Interest Payment Dates: March 15 and September 15, commencing March
15, 2000.
Regular Record Dates: March 1 and September 1.
Reference is hereby made to the further provisions of this Note set
forth on the reverse hereof, which further provisions shall for all purposes
have the same effect as if set forth at this place.
3
IN WITNESS WHEREOF, the Company has caused this Note to be signed
manually or by facsimile by its duly authorized officers.

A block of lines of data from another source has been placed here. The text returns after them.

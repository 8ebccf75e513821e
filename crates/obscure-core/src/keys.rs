//! Canonical object-key scheme for stored backups.
//!
//! Every backup lives at `backups/<username>/<tag>/<version>_<tag>.<ext>`
//! where the extension is `tar` for direct (unencrypted) backups and
//! `obscure` for the encrypted ones. Auto-generated versions are zero-padded
//! timestamps, so plain string ordering on the version token is
//! chronological.

use std::collections::BTreeMap;
use std::fmt;

use chrono::{DateTime, Local};

/// Root prefix all backup objects live under.
pub const BACKUP_PREFIX: &str = "backups";

/// Format string for auto-generated versions. Fixed-width and zero-padded so
/// lexical order matches chronological order.
pub const VERSION_FORMAT: &str = "%Y.%m.%d-%H.%M.%S";

/// Object extension, determined by whether the backup is direct or encrypted.
#[derive(Debug, Clone, Copy, PartialEq, Eq)]
pub enum BackupExtension {
    /// Plain tar archive (direct backup)
    Tar,
    /// Encrypted frame (compressed tar sealed with AES-256-GCM)
    Obscure,
}

impl BackupExtension {
    pub fn as_str(&self) -> &'static str {
        match self {
            Self::Tar => "tar",
            Self::Obscure => "obscure",
        }
    }

    pub fn parse(s: &str) -> Option<Self> {
        match s {
            "tar" => Some(Self::Tar),
            "obscure" => Some(Self::Obscure),
            _ => None,
        }
    }

    /// Extension for a backup given its direct flag.
    pub fn for_direct(direct: bool) -> Self {
        if direct {
            Self::Tar
        } else {
            Self::Obscure
        }
    }
}

impl fmt::Display for BackupExtension {
    fn fmt(&self, f: &mut fmt::Formatter<'_>) -> fmt::Result {
        f.write_str(self.as_str())
    }
}

/// Logical identity of a stored backup object.
#[derive(Debug, Clone, PartialEq, Eq)]
pub struct ObjectKey {
    pub username: String,
    pub tag: String,
    pub version: String,
    pub extension: BackupExtension,
}

impl ObjectKey {
    pub fn new(
        username: impl Into<String>,
        tag: impl Into<String>,
        version: impl Into<String>,
        extension: BackupExtension,
    ) -> Self {
        Self {
            username: username.into(),
            tag: tag.into(),
            version: version.into(),
            extension,
        }
    }

    /// Serialize to the canonical storage key.
    pub fn to_key(&self) -> String {
        format!(
            "{}/{}/{}/{}_{}.{}",
            BACKUP_PREFIX, self.username, self.tag, self.version, self.tag, self.extension
        )
    }

    /// Parse a storage key back into its logical parts.
    ///
    /// Returns `None` for keys that do not follow the canonical layout;
    /// listings skip those instead of failing.
    pub fn parse(key: &str) -> Option<Self> {
        let parts: Vec<&str> = key.split('/').collect();
        if parts.len() < 4 {
            return None;
        }

        let username = parts[parts.len() - 3];
        let tag = parts[parts.len() - 2];
        let filename = parts[parts.len() - 1];

        let dot = filename.rfind('.')?;
        let (stem, ext) = filename.split_at(dot);
        let extension = BackupExtension::parse(&ext[1..])?;

        let version = stem.split('_').next()?;
        if version.is_empty() || tag.is_empty() || username.is_empty() {
            return None;
        }

        Some(Self::new(username, tag, version, extension))
    }

    /// Listing prefix for every version under a (user, tag) pair.
    pub fn prefix_for(username: &str, tag: &str) -> String {
        format!("{}/{}/{}/", BACKUP_PREFIX, username, tag)
    }

    /// Listing prefix for every backup a user owns.
    pub fn user_prefix(username: &str) -> String {
        format!("{}/{}/", BACKUP_PREFIX, username)
    }
}

impl fmt::Display for ObjectKey {
    fn fmt(&self, f: &mut fmt::Formatter<'_>) -> fmt::Result {
        f.write_str(&self.to_key())
    }
}

/// Generate an auto version token for the given instant.
pub fn auto_version(now: DateTime<Local>) -> String {
    now.format(VERSION_FORMAT).to_string()
}

/// Group raw listing keys by tag, newest version first within each tag.
///
/// Keys that do not parse as canonical backup keys are skipped.
pub fn group_by_tag(keys: &[String]) -> BTreeMap<String, Vec<ObjectKey>> {
    let mut grouped: BTreeMap<String, Vec<ObjectKey>> = BTreeMap::new();

    for key in keys {
        if let Some(parsed) = ObjectKey::parse(key) {
            grouped.entry(parsed.tag.clone()).or_default().push(parsed);
        }
    }

    for versions in grouped.values_mut() {
        versions.sort_by(|a, b| b.version.cmp(&a.version));
    }

    grouped
}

Date: OMNIPOINT CORPORATION,
as Issuer
By_________________________
Name:
Title:
By_________________________
Name:
Title:
This is one of the 11 1/2% Senior Notes due 2009 described in the
withinmentioned Indenture.
HSBC BANK USA,
as Trustee
By_________________________
Authorized Signatory
4
REVERSE SIDE OF NOTE
OMNIPOINT CORPORATION
11 1/2% Senior Note due 2009
(1) Principal and Interest. The Company promises to pay the principal
----------------------
of this Note on September 15, 2009.
The Company promises to pay interest on the principal amount of this
Note on each Interest Payment Date, as set forth below, at 11 1/2% per annum
until maturity and shall pay the Liquidated Damages, if any, payable pursuant to
Section 5 of the Registration Rights Agreement referred to below.
Interest and Liquidated Damages, if any, will be payable semiannually
in arrears (to the holders of record of the Notes, as reflected in the Security
Register at the close of business on the March 1 or September 1 immediately
preceding the Interest Payment Date) on each Interest Payment Date, commencing
March 15, 2000.
Interest on the Notes will accrue from the most recent date to which
interest has been paid or, if no interest has been paid, from the date of
issuance; provided that, if there is no existing default in the payment of
interest and if this Note is authenticated between a Regular Record Date
referred to on the face hereof and the next succeeding Interest Payment Date,
interest shall accrue from such Interest Payment Date. Interest will be
computed on the basis of a 360-day year of twelve 30-day months.
The Company shall pay interest (including post-petition interest in
any proceeding under any Bankruptcy Law) on overdue principal and premium and
Liquidated Damages, if any, and interest on overdue installments of interest, to
the extent lawful, at the rate borne by the Notes.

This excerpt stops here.